My friend George made an interesting comment on Facebook, following our reunion 2 weeks ago. I can’t find it now, but it was along the lines of “it was good to see some of my old friends – it was like finding a few more pieces of the puzzle that is me.”
That just rang so true to me. I know it was certainly like that for me, years ago, when I finally began to reconnect with my family, after a number of years of wandering around the world more or less on my own, trying to find my own way, almost intentionally distancing myself from them. There was that part of me that felt it necessary to do that, to discover who I truly was, without their influence. I wanted to do it on my own, be my own man, stand on my own two feet, say that I did it “my way”. When I got thoroughly lost in my search to be me, and the pieces of my puzzle were hopelessly scattered all about the place, helter-skelter like, and nothing made any sense, I found my way back home, lost and tired, and a few of the pieces began to fall back into place. I began to recognize the larger picture, and how each piece fit into it.
It seems that a similar process is happening in my life today, as I reconnect with many old friends from thirty, forty years ago. There once was a time that we found ourselves intricately woven into each others lives, and like family, we pulled each other through those times, those days, and became a part of each other in the process. Then, life cast us all to the four winds, and we went off to follow our dreams, our paths, our individual journeys, and we just lost touch, lost track of each other. In some cases, there were motives for moving on from each other – jealousy, betrayal, differing philosophies on life – in other cases, there were no reasons for it, just life, and time to move on, to leave the past behind.
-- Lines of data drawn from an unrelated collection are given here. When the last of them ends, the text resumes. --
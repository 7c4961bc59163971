//! Flip-review state machine.
//!
//! The machine is the pair (initial face, revealed). Navigation redraws the
//! initial face and hides the card; `flip` only toggles the reveal. It has no
//! terminal state and lives until its session ends.

use serde::Serialize;

use crate::error::{PracticeError, Result};
use crate::random::{shuffle_with, RandomSource};
use crate::types::{Face, Flashcard};

/// Observable flip state.
#[derive(Debug, Clone, Copy, PartialEq, Eq, Serialize)]
#[serde(rename_all = "camelCase")]
pub struct FlipState {
    pub card_index: usize,
    pub is_revealed: bool,
    pub initial_face: Face,
}

#[derive(Debug, Clone)]
pub struct FlipStateMachine {
    deck: Vec<Flashcard>,
    state: FlipState,
}

impl FlipStateMachine {
    /// Mount on a non-empty deck.
    pub fn mount(deck: Vec<Flashcard>, rng: &mut dyn RandomSource) -> Result<Self> {
        if deck.is_empty() {
            return Err(PracticeError::EmptyDeck);
        }
        Ok(Self {
            deck,
            state: FlipState {
                card_index: 0,
                is_revealed: false,
                initial_face: rng.draw_face(),
            },
        })
    }

    pub fn state(&self) -> FlipState {
        self.state
    }

    pub fn deck(&self) -> &[Flashcard] {
        &self.deck
    }

    pub fn len(&self) -> usize {
        self.deck.len()
    }

    pub fn is_empty(&self) -> bool {
        self.deck.is_empty()
    }

    pub fn current(&self) -> &Flashcard {
        &self.deck[self.state.card_index]
    }

    /// One-based position for "card i of n" displays.
    pub fn position(&self) -> usize {
        self.state.card_index + 1
    }

    /// Face currently shown to the learner.
    pub fn visible_face(&self) -> Face {
        if self.state.is_revealed {
            self.state.initial_face.other()
        } else {
            self.state.initial_face
        }
    }

    pub fn flip(&mut self) {
        self.state.is_revealed = !self.state.is_revealed;
    }

    pub fn next(&mut self, rng: &mut dyn RandomSource) {
        let len = self.deck.len();
        self.reset_view((self.state.card_index + 1) % len, rng);
    }

    pub fn previous(&mut self, rng: &mut dyn RandomSource) {
        let len = self.deck.len();
        self.reset_view((self.state.card_index + len - 1) % len, rng);
    }

    pub fn shuffle(&mut self, rng: &mut dyn RandomSource) {
        self.deck = shuffle_with(&self.deck, rng);
        self.reset_view(0, rng);
    }

    fn reset_view(&mut self, card_index: usize, rng: &mut dyn RandomSource) {
        self.state = FlipState {
            card_index,
            is_revealed: false,
            initial_face: rng.draw_face(),
        };
    }
}

#[cfg(test)]
mod tests {
    use super::*;
    use crate::random::SeededRandom;
    use chrono::{TimeZone, Utc};
    use pretty_assertions::assert_eq;

    /// Replays scripted coin flips; permutations reverse the deck.
    struct Scripted {
        coins: Vec<bool>,
        draws: usize,
    }

    impl Scripted {
        fn new(coins: &[bool]) -> Self {
            Self {
                coins: coins.to_vec(),
                draws: 0,
            }
        }
    }

    impl RandomSource for Scripted {
        fn coin_flip(&mut self) -> bool {
            let coin = self.coins[self.draws % self.coins.len()];
            self.draws += 1;
            coin
        }

        fn permutation(&mut self, len: usize) -> Vec<usize> {
            (0..len).rev().collect()
        }
    }

    fn deck(n: usize) -> Vec<Flashcard> {
        let created = Utc.timestamp_opt(1_700_000_000, 0).unwrap();
        (0..n)
            .map(|i| Flashcard::new(format!("c{i}"), format!("word{i}"), "t", "d", created))
            .collect()
    }

    #[test]
    fn empty_deck_cannot_mount() {
        let mut rng = SeededRandom::from_seed(0);
        let err = FlipStateMachine::mount(vec![], &mut rng).unwrap_err();
        assert_eq!(err, PracticeError::EmptyDeck);
    }

    #[test]
    fn mount_draws_face_and_hides() {
        let mut rng = Scripted::new(&[false]);
        let machine = FlipStateMachine::mount(deck(3), &mut rng).unwrap();
        assert_eq!(
            machine.state(),
            FlipState {
                card_index: 0,
                is_revealed: false,
                initial_face: Face::Meaning,
            }
        );
        assert_eq!(machine.visible_face(), Face::Meaning);
    }

    #[test]
    fn flip_toggles_reveal_without_redrawing() {
        let mut rng = Scripted::new(&[true, false]);
        let mut machine = FlipStateMachine::mount(deck(2), &mut rng).unwrap();
        machine.flip();
        assert!(machine.state().is_revealed);
        assert_eq!(machine.state().initial_face, Face::Word);
        assert_eq!(machine.visible_face(), Face::Meaning);
        machine.flip();
        assert!(!machine.state().is_revealed);
        assert_eq!(rng.draws, 1);
    }

    #[test]
    fn navigation_wraps_both_ways_and_resets() {
        let mut rng = Scripted::new(&[true, false]);
        let mut machine = FlipStateMachine::mount(deck(3), &mut rng).unwrap();
        machine.flip();
        machine.previous(&mut rng);
        assert_eq!(machine.state().card_index, 2);
        assert!(!machine.state().is_revealed);
        assert_eq!(machine.state().initial_face, Face::Meaning);
        machine.next(&mut rng);
        assert_eq!(machine.state().card_index, 0);
        assert_eq!(rng.draws, 3);
    }

    #[test]
    fn index_stays_in_bounds() {
        let mut rng = SeededRandom::from_seed(9);
        let mut machine = FlipStateMachine::mount(deck(4), &mut rng).unwrap();
        for step in 0..50 {
            if step % 3 == 0 {
                machine.previous(&mut rng);
            } else {
                machine.next(&mut rng);
            }
            assert!(machine.state().card_index < machine.len());
        }
    }

    #[test]
    fn single_card_deck_navigates_in_place() {
        let mut rng = SeededRandom::from_seed(2);
        let mut machine = FlipStateMachine::mount(deck(1), &mut rng).unwrap();
        machine.next(&mut rng);
        machine.previous(&mut rng);
        assert_eq!(machine.state().card_index, 0);
    }

    #[test]
    fn shuffle_permutes_and_restarts() {
        let mut rng = Scripted::new(&[true]);
        let mut machine = FlipStateMachine::mount(deck(3), &mut rng).unwrap();
        machine.next(&mut rng);
        machine.flip();
        machine.shuffle(&mut rng);
        let ids: Vec<&str> = machine.deck().iter().map(|c| c.id.as_str()).collect();
        assert_eq!(ids, vec!["c2", "c1", "c0"]);
        assert_eq!(machine.state().card_index, 0);
        assert!(!machine.state().is_revealed);
        assert_eq!(machine.current().id, "c2");
    }

    #[test]
    fn seeded_sessions_replay() {
        let mut a = SeededRandom::from_seed(11);
        let mut b = SeededRandom::from_seed(11);
        let mut left = FlipStateMachine::mount(deck(5), &mut a).unwrap();
        let mut right = FlipStateMachine::mount(deck(5), &mut b).unwrap();
        left.shuffle(&mut a);
        right.shuffle(&mut b);
        left.next(&mut a);
        right.next(&mut b);
        assert_eq!(left.state(), right.state());
        assert_eq!(left.deck(), right.deck());
    }
}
There grew within me, a number of years ago, the desire to reconnect with a lot of my missing parts, my old friends. As that desire grew, the opportunities and ways to do it began to present themselves. Some, I picked up, and others I said, “No – not ready for that one, just yet.” Life has a way of making it all work out when the time is right. The recent re-connections have really been a blessing in my life.
It’s gratifying to find, upon reuniting with old friends, that the level of connection is a timeless one. Old friends are like hidden treasures. Finding them again so enriches your life. A few months ago, I was feeling really old and alone - my work and job situation had, temporarily, become such a priority in my mind, such a burden, and my unhappiness with it so disconcerting. I was really struggling with it.
As I have readjusted my thinking, and realized that work is only a part of the overall picture, and friendships and family and connection are so much more important, I have once again found my way back to trusting the universe, and feeling very much like I am a part of something so much greater, far vaster, than me. And, I have realized what I always knew deep down inside, but had just forgotten for that moment in time. I am not alone.
As the pieces fall back into place, a clearer picture of who I am slowly emerges. While still a puzzle, a mystery, I begin to recognize myself with a little more clarity, and come to trust the things I questioned not too long ago. And, to remember – it’s not all about me…a good thing to remember!